use std::fs;
use std::io::ErrorKind;
use std::path::{Path, PathBuf};
use std::time::Duration;

use serde::{Deserialize, Serialize};

use crate::error::ConfigError;

macro_rules! pyodide_version {
    () => {
        "0.26.2"
    };
}

pub const DEFAULT_AUTOSAVE_INTERVAL_MS: u64 = 5000;
/// Pyodide release the browser runtime is built against. Stream capture
/// relies on the `setStdout({ write })` API, which needs 0.24 or later.
pub const PYODIDE_VERSION: &str = pyodide_version!();
pub const DEFAULT_RUNTIME_INDEX_URL: &str =
    concat!("https://cdn.jsdelivr.net/pyodide/v", pyodide_version!(), "/full/");
pub const DEFAULT_DOWNLOAD_FILENAME: &str = "script.py";
pub const DEFAULT_STATE_DIR: &str = ".scratchpad";

/// Scratchpad settings. Every field has a default, so an empty TOML
/// document is a valid config.
#[derive(Debug, Clone, PartialEq, Eq, Serialize, Deserialize)]
#[serde(default, deny_unknown_fields)]
pub struct Config {
    pub autosave_interval_ms: u64,
    /// Where the browser runtime loads its packages from.
    pub runtime_index_url: String,
    /// Filename offered when the editor text is downloaded.
    pub download_filename: String,
    /// Directory for file-backed persistence (native only).
    pub state_dir: PathBuf,
}

impl Default for Config {
    fn default() -> Self {
        Self {
            autosave_interval_ms: DEFAULT_AUTOSAVE_INTERVAL_MS,
            runtime_index_url: DEFAULT_RUNTIME_INDEX_URL.to_string(),
            download_filename: DEFAULT_DOWNLOAD_FILENAME.to_string(),
            state_dir: PathBuf::from(DEFAULT_STATE_DIR),
        }
    }
}

impl Config {
    pub fn from_toml_str(source: &str) -> Result<Self, ConfigError> {
        let config: Config = toml::from_str(source)?;
        config.validate()?;
        Ok(config)
    }

    /// Load from `path`. A missing file means defaults.
    pub fn load(path: &Path) -> Result<Self, ConfigError> {
        match fs::read_to_string(path) {
            Ok(source) => Self::from_toml_str(&source),
            Err(error) if error.kind() == ErrorKind::NotFound => Ok(Self::default()),
            Err(source) => Err(ConfigError::Read {
                path: path.to_path_buf(),
                source,
            }),
        }
    }

    pub fn autosave_interval(&self) -> Duration {
        Duration::from_millis(self.autosave_interval_ms)
    }

    /// The `pyodide.js` loader that defines `loadPyodide` for the page.
    pub fn loader_script_url(&self) -> String {
        format!("{}/pyodide.js", self.runtime_index_url.trim_end_matches('/'))
    }

    fn validate(&self) -> Result<(), ConfigError> {
        if self.autosave_interval_ms == 0 {
            return Err(ConfigError::Invalid {
                field: "autosave_interval_ms",
                reason: "must be greater than zero".to_string(),
            });
        }
        if self.download_filename.trim().is_empty() {
            return Err(ConfigError::Invalid {
                field: "download_filename",
                reason: "must not be empty".to_string(),
            });
        }
        Ok(())
    }
}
◇ ◇ ◇ ◇ ◇ ◇ ◇
• Exercise details
Within the material, find all lines that hold the word "must" and show them.

• Written response
                reason: "must be greater than zero".to_string(),
                reason: "must not be empty".to_string(),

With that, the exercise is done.